__Data provided__.
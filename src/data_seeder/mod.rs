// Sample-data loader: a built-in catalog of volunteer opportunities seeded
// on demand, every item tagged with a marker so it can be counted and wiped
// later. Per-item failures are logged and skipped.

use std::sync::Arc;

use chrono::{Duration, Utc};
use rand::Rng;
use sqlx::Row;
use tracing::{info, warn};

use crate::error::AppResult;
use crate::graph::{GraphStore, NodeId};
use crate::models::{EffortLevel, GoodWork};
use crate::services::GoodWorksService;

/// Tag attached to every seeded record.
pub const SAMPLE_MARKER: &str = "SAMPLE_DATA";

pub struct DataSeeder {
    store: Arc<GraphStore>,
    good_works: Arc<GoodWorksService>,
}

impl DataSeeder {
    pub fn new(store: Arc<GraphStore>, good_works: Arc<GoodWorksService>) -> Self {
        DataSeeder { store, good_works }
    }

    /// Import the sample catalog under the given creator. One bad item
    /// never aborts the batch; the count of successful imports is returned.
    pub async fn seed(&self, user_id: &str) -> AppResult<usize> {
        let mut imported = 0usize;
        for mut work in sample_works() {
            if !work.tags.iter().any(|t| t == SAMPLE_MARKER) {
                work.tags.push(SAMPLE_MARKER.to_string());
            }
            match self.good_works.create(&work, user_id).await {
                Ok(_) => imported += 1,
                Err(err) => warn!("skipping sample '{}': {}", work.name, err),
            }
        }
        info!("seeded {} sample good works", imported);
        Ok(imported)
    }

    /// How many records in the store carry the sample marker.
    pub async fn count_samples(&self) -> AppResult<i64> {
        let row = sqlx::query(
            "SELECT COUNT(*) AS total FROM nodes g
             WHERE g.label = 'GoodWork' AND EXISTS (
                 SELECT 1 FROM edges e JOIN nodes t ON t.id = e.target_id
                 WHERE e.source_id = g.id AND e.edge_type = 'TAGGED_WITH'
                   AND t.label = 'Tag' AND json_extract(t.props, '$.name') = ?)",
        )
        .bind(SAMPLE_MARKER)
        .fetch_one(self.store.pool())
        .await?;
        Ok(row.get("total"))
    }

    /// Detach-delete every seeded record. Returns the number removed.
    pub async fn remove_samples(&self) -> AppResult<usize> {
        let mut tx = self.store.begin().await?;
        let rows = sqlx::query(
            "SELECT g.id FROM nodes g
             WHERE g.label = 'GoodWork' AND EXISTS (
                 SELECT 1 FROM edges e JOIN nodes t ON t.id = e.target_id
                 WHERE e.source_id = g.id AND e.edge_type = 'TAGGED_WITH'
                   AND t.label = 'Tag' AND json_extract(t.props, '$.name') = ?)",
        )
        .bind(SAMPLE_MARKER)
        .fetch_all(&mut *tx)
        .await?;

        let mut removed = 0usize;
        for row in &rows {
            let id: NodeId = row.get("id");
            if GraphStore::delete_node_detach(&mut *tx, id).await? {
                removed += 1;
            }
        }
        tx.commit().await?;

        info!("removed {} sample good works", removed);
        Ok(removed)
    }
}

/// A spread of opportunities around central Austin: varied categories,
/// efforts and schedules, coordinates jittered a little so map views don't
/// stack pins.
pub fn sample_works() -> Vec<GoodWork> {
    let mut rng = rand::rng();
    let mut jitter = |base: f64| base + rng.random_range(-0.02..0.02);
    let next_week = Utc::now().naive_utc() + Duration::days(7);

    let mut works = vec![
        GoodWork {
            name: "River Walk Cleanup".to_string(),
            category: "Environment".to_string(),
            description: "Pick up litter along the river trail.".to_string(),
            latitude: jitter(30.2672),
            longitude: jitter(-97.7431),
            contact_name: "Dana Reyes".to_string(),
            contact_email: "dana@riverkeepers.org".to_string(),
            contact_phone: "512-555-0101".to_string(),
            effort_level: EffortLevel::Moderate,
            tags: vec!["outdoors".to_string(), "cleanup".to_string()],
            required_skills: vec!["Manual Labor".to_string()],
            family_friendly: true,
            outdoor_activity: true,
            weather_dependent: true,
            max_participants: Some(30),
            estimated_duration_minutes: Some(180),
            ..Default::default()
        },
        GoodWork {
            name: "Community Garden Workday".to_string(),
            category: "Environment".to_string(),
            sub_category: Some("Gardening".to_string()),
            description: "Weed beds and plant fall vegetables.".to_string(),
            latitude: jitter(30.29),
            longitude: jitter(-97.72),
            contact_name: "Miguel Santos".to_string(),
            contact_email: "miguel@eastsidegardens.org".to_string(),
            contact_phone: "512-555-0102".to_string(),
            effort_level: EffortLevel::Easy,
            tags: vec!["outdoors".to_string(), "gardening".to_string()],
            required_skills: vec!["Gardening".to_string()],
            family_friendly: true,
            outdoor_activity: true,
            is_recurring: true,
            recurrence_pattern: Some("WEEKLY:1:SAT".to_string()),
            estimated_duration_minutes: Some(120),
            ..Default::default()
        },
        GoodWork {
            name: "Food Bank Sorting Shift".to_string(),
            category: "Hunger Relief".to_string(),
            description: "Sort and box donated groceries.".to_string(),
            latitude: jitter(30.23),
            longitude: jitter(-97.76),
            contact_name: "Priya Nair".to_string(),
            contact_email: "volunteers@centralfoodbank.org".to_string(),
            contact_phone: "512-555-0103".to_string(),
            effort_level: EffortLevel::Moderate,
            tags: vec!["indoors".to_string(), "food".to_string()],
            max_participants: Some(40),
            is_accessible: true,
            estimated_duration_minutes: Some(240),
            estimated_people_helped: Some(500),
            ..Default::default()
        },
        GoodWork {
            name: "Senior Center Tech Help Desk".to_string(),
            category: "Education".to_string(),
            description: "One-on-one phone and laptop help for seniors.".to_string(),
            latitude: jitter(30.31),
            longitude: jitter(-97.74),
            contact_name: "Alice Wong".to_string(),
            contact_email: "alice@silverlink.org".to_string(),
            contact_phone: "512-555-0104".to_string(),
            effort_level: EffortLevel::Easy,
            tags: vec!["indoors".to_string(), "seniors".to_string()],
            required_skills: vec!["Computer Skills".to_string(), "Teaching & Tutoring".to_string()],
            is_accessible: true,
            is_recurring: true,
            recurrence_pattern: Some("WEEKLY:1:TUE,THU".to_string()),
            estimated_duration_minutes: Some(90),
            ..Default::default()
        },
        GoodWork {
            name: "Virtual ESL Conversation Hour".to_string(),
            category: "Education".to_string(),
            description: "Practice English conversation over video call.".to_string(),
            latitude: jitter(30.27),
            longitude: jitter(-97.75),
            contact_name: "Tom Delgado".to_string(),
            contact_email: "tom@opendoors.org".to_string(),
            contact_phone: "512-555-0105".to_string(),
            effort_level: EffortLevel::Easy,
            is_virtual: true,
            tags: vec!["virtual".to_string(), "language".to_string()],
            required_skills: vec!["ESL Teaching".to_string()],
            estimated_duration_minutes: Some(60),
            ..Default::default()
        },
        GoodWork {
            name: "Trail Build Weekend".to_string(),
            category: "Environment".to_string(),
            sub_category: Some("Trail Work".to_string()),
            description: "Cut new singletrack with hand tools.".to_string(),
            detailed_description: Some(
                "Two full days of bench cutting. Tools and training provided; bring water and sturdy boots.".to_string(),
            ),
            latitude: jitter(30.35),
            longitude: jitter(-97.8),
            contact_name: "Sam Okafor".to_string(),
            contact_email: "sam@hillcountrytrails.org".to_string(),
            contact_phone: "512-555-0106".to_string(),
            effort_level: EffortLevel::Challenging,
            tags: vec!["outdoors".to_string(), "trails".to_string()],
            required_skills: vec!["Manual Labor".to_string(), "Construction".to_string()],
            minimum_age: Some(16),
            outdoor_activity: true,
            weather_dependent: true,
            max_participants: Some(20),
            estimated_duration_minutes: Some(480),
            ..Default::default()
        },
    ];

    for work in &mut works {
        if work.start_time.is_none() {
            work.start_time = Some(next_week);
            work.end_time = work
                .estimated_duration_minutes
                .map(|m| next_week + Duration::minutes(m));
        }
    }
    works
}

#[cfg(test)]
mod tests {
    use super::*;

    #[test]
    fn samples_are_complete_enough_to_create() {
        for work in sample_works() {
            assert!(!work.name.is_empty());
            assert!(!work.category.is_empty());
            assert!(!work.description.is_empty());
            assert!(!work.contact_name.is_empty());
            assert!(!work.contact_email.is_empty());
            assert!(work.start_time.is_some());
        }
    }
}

__Task__. Exactly repeat the lines above, from the opening line through the one with "use crate::error::AppResult;", and include nothing else.

__Answer section__.
filename src/data_seeder/mod.rs
// Sample-data loader: a built-in catalog of volunteer opportunities seeded
// on demand, every item tagged with a marker so it can be counted and wiped
// later. Per-item failures are logged and skipped.

use std::sync::Arc;

use chrono::{Duration, Utc};
use rand::Rng;
use sqlx::Row;
use tracing::{info, warn};

use crate::error::AppResult;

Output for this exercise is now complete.